There are two main advantages that combined seeds offer in mapping CG reads. They help reduce the potential locations, and also reduce the overhead introduced by the flexible-sized expected gaps. The number of potential mapping locations of the combined seed is drastically reduced when compared to a single seed, because the location list of a combined seed is the intersection of the potential mapping locations of two different seeds. Therefore, mapping using the combined seed decreases the mapping time. Additionally, the expected gaps between the combined sections are automatically detected and removed from consideration in the verification step.

Multiple combinations of merging seeds

Given a seed length of 10bp, we can potentially use three seeds in a CG read that are separated by expected gaps. Therefore, to satisfy the high sensitivity constraint, we can merge three different pairs of read sections to generate combined seeds.

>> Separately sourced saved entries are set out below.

use thiserror::Error;

use crate::state::PlayerState;

#[derive(Error, Debug)]
pub enum PlayerError {
    #[error("HTTP request failed: {0}")]
    RequestFailed(#[from] reqwest::Error),

    #[error("JSON parsing failed: {0}")]
    ParseFailed(#[from] serde_json::Error),

    #[error("I/O error: {0}")]
    IoError(#[from] std::io::Error),

    #[error("configuration missing or unreadable: {0}")]
    ConfigUnavailable(String),

    #[error("not ready (state: {0})")]
    NotReady(PlayerState),

    #[error("in provisioning mode")]
    InProvisioningMode,

    #[error("another command's automation sequence is still in flight")]
    AutomationBusy,

    #[error("unknown command: {0}")]
    UnknownCommand(String),

    #[error("no calibrated coordinates for action: {0}")]
    UnknownAction(String),

    #[error("coordinate map has no base widths")]
    EmptyCoordinateMap,

    /// For `BrowserAutomation` implementations to report driver failures.
    #[error("browser automation failed: {0}")]
    AutomationFailed(String),

    #[error("invalid response: {0}")]
    InvalidResponse(String),
}
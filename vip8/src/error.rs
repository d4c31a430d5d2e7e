//! Result and errors.
use std::{
    fmt::{self, Display, Formatter},
    io,
};

pub type Vip8Result<T> = std::result::Result<T, Vip8Error>;

#[derive(Debug)]
pub enum Vip8Error {
    /// Instruction word whose family or sub-family is not in the canonical
    /// table, with the address it was fetched from.
    UnknownOpcode { word: u16, addr: u16 },
    /// Attempt to load a ROM image that can't fit in VM memory.
    RomTooLarge(usize),
    /// More subroutine calls in flight than the stack holds.
    StackOverflow,
    /// Return executed with no subroutine call in flight.
    StackUnderflow,
    Io(io::Error),
    Fmt(fmt::Error),
}

impl Display for Vip8Error {
    fn fmt(&self, f: &mut Formatter<'_>) -> fmt::Result {
        match self {
            Self::UnknownOpcode { word, addr } => {
                write!(f, "unknown opcode {word:04X} at {addr:04X}")
            }
            Self::RomTooLarge(size) => {
                write!(f, "ROM image of {size} bytes too large for VM memory")
            }
            Self::StackOverflow => write!(f, "call stack overflow"),
            Self::StackUnderflow => write!(f, "call stack underflow"),
            Self::Io(err) => write!(f, "{}", err),
            Self::Fmt(err) => write!(f, "{}", err),
        }
    }
}

impl std::error::Error for Vip8Error {}

impl From<io::Error> for Vip8Error {
    fn from(err: io::Error) -> Self {
        Vip8Error::Io(err)
    }
}

impl From<fmt::Error> for Vip8Error {
    fn from(err: fmt::Error) -> Self {
        Vip8Error::Fmt(err)
    }
}
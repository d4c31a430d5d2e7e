//! Constant values of the Chip-8 architecture.

/// Number of general purpose registers.
pub const REGISTER_COUNT: usize = 0x10; // 16

/// The lower memory space was historically used for the interpreter itself;
/// here it holds the builtin fontset.
pub const MEM_START: usize = 0x200; // 512
pub const MEM_SIZE: usize = 0x1000; // 4096

/// Mask that keeps interpreter-computed addresses inside the 4 KiB space.
pub const ADDR_MASK: u16 = (MEM_SIZE - 1) as u16;

/// Levels of nesting allowed in the call stack.
pub const STACK_DEPTH: usize = 16;

pub const DISPLAY_WIDTH: usize = 64;
pub const DISPLAY_HEIGHT: usize = 32;
pub const DISPLAY_BUFFER_SIZE: usize = DISPLAY_WIDTH * DISPLAY_HEIGHT;

/// Number of keys on the keypad (0x0-0xF).
pub const KEY_COUNT: u8 = 16;

/// Rate at which the delay and sound timers count down, per second.
pub const TIMER_FREQUENCY: u64 = 60;

/// Reference rate for instruction execution, per second.
pub const CPU_FREQUENCY: u64 = 540;

/// Number of nanoseconds in a second
#[doc(hidden)]
pub const NANOS_IN_SECOND: u64 = 1_000_000_000;

/// Address where the builtin fontset is packed.
pub const FONTSET_START: u16 = 0x000;

/// Height in bytes of a single font glyph.
pub const FONTSET_GLYPH_SIZE: u16 = 5;

/// Builtin fontset: 16 glyphs of 5 bytes each, one sprite row per byte.
pub const FONTSET: [u8; 80] = [
    0xF0, 0x90, 0x90, 0x90, 0xF0, // 0
    0x20, 0x60, 0x20, 0x20, 0x70, // 1
    0xF0, 0x10, 0xF0, 0x80, 0xF0, // 2
    0xF0, 0x10, 0xF0, 0x10, 0xF0, // 3
    0x90, 0x90, 0xF0, 0x10, 0x10, // 4
    0xF0, 0x80, 0xF0, 0x10, 0xF0, // 5
    0xF0, 0x80, 0xF0, 0x90, 0xF0, // 6
    0xF0, 0x10, 0x20, 0x40, 0x40, // 7
    0xF0, 0x90, 0xF0, 0x90, 0xF0, // 8
    0xF0, 0x90, 0xF0, 0x10, 0xF0, // 9
    0xF0, 0x90, 0xF0, 0x90, 0x90, // A
    0xE0, 0x90, 0xE0, 0x90, 0xE0, // B
    0xF0, 0x80, 0x80, 0x80, 0xF0, // C
    0xE0, 0x90, 0x90, 0x90, 0xE0, // D
    0xF0, 0x80, 0xF0, 0x80, 0xF0, // E
    0xF0, 0x80, 0xF0, 0x80, 0x80, // F
];

/// Type for storing the 12-bit memory addresses.
pub type Address = u16;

Mapping CG reads using combined seeds and Hamming distance calculation

The entire mapping procedure is shown in Figure 3, with the exception of using the combined seeds. To describe this briefly, we map a CG read by doing the following steps: 1) finding and merging seed locations to generate combined seeds and list of their locations, 2) verifying the map location of the full-length read through Hamming distance calculation [27]. In the verification step, we apply the Hamming distance algorithm to different read sections using a sliding window technique to ensure that we cover all possible combinations of possible expected gaps. The Hamming distance test is not performed on the read sections that are merged into a combined seed for that location, since the hash table and the combined seed procedure guarantees perfect matches for these sections.

3. Results

We used both simulated and real data sets to assess the performance of our methods. We first generated three simulated sets of reads using the human reference genome assembly GRCh37 (hg19), by selecting one subsequence of length 5bp, and three with 10bp, in order, and separated with the expected gaps as previously described [12, 13] (Figure 1(b)). We also repeated this procedure with three 10bp subsequences followed with a 5bp subsequence to construct the second end of matepairs. The first set of reads we generated assumed no sequencing errors compared to the reference genome, and the second and third sets included randomly inserted single base mutations at 1% and 2% probability, respectively. For the real data set experiment, we selected one entire slide of reads from the genome of NA12878 that was sequenced by the Complete Genomics corporation, and released publicly ⁴. Note that, since there are no other available tools to map CG data, and the official CG mapper is unreleased, we cannot provide performance comparisons against other read mappers. However, in the case of real data set we compared sirFAST with the available mapping result which is released on the CG website.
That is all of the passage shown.